Reading Response #10

 

In her article, “Myth of Immateriality: Presenting and Preserving New Media,” Christiane Paul discusses digital media, more specifically, digital art. Paul focuses on the term immateriality and its connection to digital media and art. She then uses the rest of her article to divulge her ideas about the “challenges that digital media poses to the existing art system; the ways in which the roles of artists, audiences, and curators are changed through digital culture and practice; and different models for presenting and preserving new media art.”(251)

 

Paul’s style of writing clearly laid out the development of her points and topics. The first main point which Paul is tackling to support her claims is the challenges and opportunities within the characteristics of digital media. Paul characterizes new media as, “… process-oriented, time-based, dynamic, and real-time; participatory, collaborative, and performative; modular, variable, generative, and customizable.” (253) Paul explicitly is comparing museums to modern digital museum-type collections of art. She suggests that the new digital media allows art to become more interactive whereas a museum is a hands-off kind of interaction with the art itself. I am unsure really if I can tell whether Paul thinks this is a good thing, but to me there is so much more to learn about art through interaction, so I see it as a very good thing. Overall, Paul suggests that this kind of framework has, “… changed the landscape of cultural exchange has a direct influence on the creation, presentation, and reception of art and affects the role of everyone engaged in these aspects.” (255)

 

Next, Paul discusses interactions in terms of digital media and the artist, audience, curator, etc.
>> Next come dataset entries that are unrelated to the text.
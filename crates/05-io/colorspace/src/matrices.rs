use crate::ColorSpace;

/// `(Kr, Kb)` luma coefficients for each YCbCr variant; `Kg = 1 - Kr - Kb`.
pub(crate) fn coefficients(space: ColorSpace) -> Option<(f64, f64)> {
    match space {
        ColorSpace::Rgb => None,
        ColorSpace::YCbCrBt601 | ColorSpace::YCbCrSmpte170M => Some((0.299, 0.114)),
        ColorSpace::YCbCrBt709 => Some((0.2126, 0.0722)),
        ColorSpace::YCbCrSmpte240M => Some((0.212, 0.087)),
        ColorSpace::YCbCrBt2020 => Some((0.2627, 0.0593)),
    }
}
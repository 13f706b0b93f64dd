use std::sync::Arc;

use crate::error::PoolResult;
use crate::pool::ThreadPool;
use crate::task::{ClientId, Task, TaskStatus};

/// Per-client view of a [`ThreadPool`]: owns the client's registration and
/// completed-ring receiver, and tracks outstanding task counts so callers
/// can wait for a batch to drain without polling status flags by hand.
///
/// A `ThPI` built with [`ThPI::inactive`] runs every submitted callable
/// synchronously on the caller's thread, with thread index `-1`. This lets
/// a caller run single-threaded (for debugging, or when `num_workers == 0`)
/// without branching its own call sites on whether a pool exists.
pub struct ThPI {
    pool: Option<Arc<ThreadPool>>,
    client_id: Option<ClientId>,
    completed_rx: Option<crossbeam_channel::Receiver<Task>>,
    outstanding: usize,
    stored: Vec<Task>,
}

impl ThPI {
    /// Registers a new client on `pool`, with a completed ring bounded at
    /// `completed_capacity`.
    pub fn new(pool: Arc<ThreadPool>, completed_capacity: usize) -> Self {
        let (client_id, completed_rx) = pool.register(completed_capacity);
        Self {
            pool: Some(pool),
            client_id: Some(client_id),
            completed_rx: Some(completed_rx),
            outstanding: 0,
            stored: Vec::new(),
        }
    }

    /// A `ThPI` with no backing pool: every task runs synchronously, inline,
    /// on the calling thread.
    pub fn inactive() -> Self {
        Self {
            pool: None,
            client_id: None,
            completed_rx: None,
            outstanding: 0,
            stored: Vec::new(),
        }
    }

    /// Whether this interface is backed by a real pool.
    pub fn is_active(&self) -> bool {
        self.pool.is_some()
    }

    /// Submits a single callable at `priority`, returning once it has been
    /// enqueued (not once it has run).
    ///
    /// Against an inactive interface, runs `f` immediately with thread
    /// index `-1` and returns.
    pub fn add_waiting_task(
        &mut self,
        priority: i32,
        f: impl FnOnce(i64) + Send + 'static,
    ) -> PoolResult<()> {
        match (&self.pool, self.client_id) {
            (Some(pool), Some(id)) => {
                pool.submit(Task::function(id, priority, f))?;
                self.outstanding += 1;
                Ok(())
            }
            _ => {
                f(-1);
                Ok(())
            }
        }
    }

    /// Blocks until at least `k` previously-submitted tasks have completed
    /// (or until every outstanding task has, if fewer than `k` remain).
    ///
    /// Against an inactive interface, this is a no-op: every task already
    /// ran to completion inside `add_waiting_task`.
    pub fn wait_until_finished(&mut self, k: usize) {
        let Some(rx) = &self.completed_rx else {
            return;
        };
        let target = k.min(self.outstanding);
        for _ in 0..target {
            match rx.recv() {
                Ok(task) => {
                    debug_assert_eq!(task.status(), TaskStatus::Completed);
                    self.outstanding -= 1;
                }
                Err(_) => break,
            }
        }
    }

    /// Blocks until every outstanding task submitted by this client has
    /// completed.
    pub fn wait_until_finished_all(&mut self) {
        self.wait_until_finished(self.outstanding);
    }

    /// Queues a callable for later bulk submission via
    /// [`ThPI::submit_stored`], without touching the pool yet.
    pub fn store_task(&mut self, priority: i32, f: impl FnOnce(i64) + Send + 'static) {
        self.stored.push(Task::function(
            self.client_id.unwrap_or(ClientId(usize::MAX)),
            priority,
            f,
        ));
    }

    /// Submits every task queued by [`ThPI::store_task`] since the last
    /// call, draining the backlog.
    ///
    /// Against an inactive interface, stored callables already ran inline
    /// when they were stored, so this only clears the backlog.
    pub fn submit_stored(&mut self) -> PoolResult<()> {
        let tasks = std::mem::take(&mut self.stored);
        match &self.pool {
            Some(pool) => {
                for task in tasks {
                    pool.submit(task)?;
                    self.outstanding += 1;
                }
                Ok(())
            }
            None => {
                for task in tasks {
                    let _ = task.run(-1);
                }
                Ok(())
            }
        }
    }

    /// Combines [`ThPI::submit_stored`] with a wait for `k` of the newly
    /// submitted tasks to finish.
    pub fn wait_until_finished2(&mut self, k: usize) -> PoolResult<()> {
        self.submit_stored()?;
        self.wait_until_finished(k);
        Ok(())
    }

    /// Number of tasks submitted by this client that have not yet reported
    /// back as completed.
    pub fn outstanding(&self) -> usize {
        self.outstanding
    }
}

impl Drop for ThPI {
    fn drop(&mut self) {
        if let (Some(pool), Some(id)) = (&self.pool, self.client_id) {
            pool.unregister(id);
        }
    }
}

#[cfg(test)]
mod tests {
    use std::sync::atomic::{AtomicUsize, Ordering};

    use super::*;
    use crate::pool::ThreadPool;

    #[test]
    fn inactive_interface_runs_tasks_synchronously() {
        let mut ti = ThPI::inactive();
        let seen = Arc::new(AtomicUsize::new(0));
        let seen2 = Arc::clone(&seen);
        ti.add_waiting_task(0, move |thread_idx| {
            assert_eq!(thread_idx, -1);
            seen2.fetch_add(1, Ordering::SeqCst);
        })
        .unwrap();
        assert_eq!(seen.load(Ordering::SeqCst), 1);
    }

    #[test]
    fn active_interface_routes_completions_back_to_client() {
        let pool = ThreadPool::new(2, 8);
        let mut ti = ThPI::new(Arc::clone(&pool), 8);
        let seen = Arc::new(AtomicUsize::new(0));
        for _ in 0..5 {
            let seen2 = Arc::clone(&seen);
            ti.add_waiting_task(0, move |_| {
                seen2.fetch_add(1, Ordering::SeqCst);
            })
            .unwrap();
        }
        ti.wait_until_finished_all();
        assert_eq!(seen.load(Ordering::SeqCst), 5);
        assert_eq!(ti.outstanding(), 0);
        drop(ti);
        pool.destroy();
    }

    #[test]
    fn store_then_submit_stored_runs_every_queued_task() {
        let pool = ThreadPool::new(1, 8);
        let mut ti = ThPI::new(Arc::clone(&pool), 8);
        let seen = Arc::new(AtomicUsize::new(0));
        for _ in 0..3 {
            let seen2 = Arc::clone(&seen);
            ti.store_task(0, move |_| {
                seen2.fetch_add(1, Ordering::SeqCst);
            });
        }
        ti.wait_until_finished2(3).unwrap();
        assert_eq!(seen.load(Ordering::SeqCst), 3);
        drop(ti);
        pool.destroy();
    }
}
Paul writes, “One could argue that the changes in the roles of artists, audiences, and curators that have been brought about by collaborative models largely relate to the immateriality of systems, exchanges, and cultural production in general.” (258) From this quote especially, Paul is using the relationship and interaction of the collaborative nature which surrounds digital media as a gateway to discussing the, “…links between the virtual space of the work, with its communicative and participatory interaction, and the respective site of interaction, be it a gallery space of one’s own home.” (258) I think Paul is trying to say that the immateriality of the art itself in the digital form is allowing for expansion for interaction, collaboration, etc. between the relationships of people involved in the process itself.

 

Going backwards a bit, I think the last point to consider is the point Paul makes about digital art/media being “living” on page 251. I think this personification of digital media shows how inviting and welcoming digital media can be. What I mean by that is, it become more relatable, more personal. This kind of interaction is the crux of the argument to me because Paul is showing how the interactivity of the art gives it life and therefore gives it purpose. It then is more than just art that hangs on a wall and commands you not to touch it, it becomes art that is welcoming, interactive and invites you to discover it in your own way.

 

I was confused, later on in the work, when Paul was discussing 3D dwellings and black boxes. I had a hard time connecting to what she was saying and I didn’t understand really why she was bringing those aspects into her argument.

I was also confused by the term, “network art.” Is she trying to say it’s like a museum in that way?

 

I would like the class to think about digital art as a personified sect of technology. Does interactivity give it life? Or is it just the art itself, standing alone that possesses life already? How might being digital play into the role of that or not at all?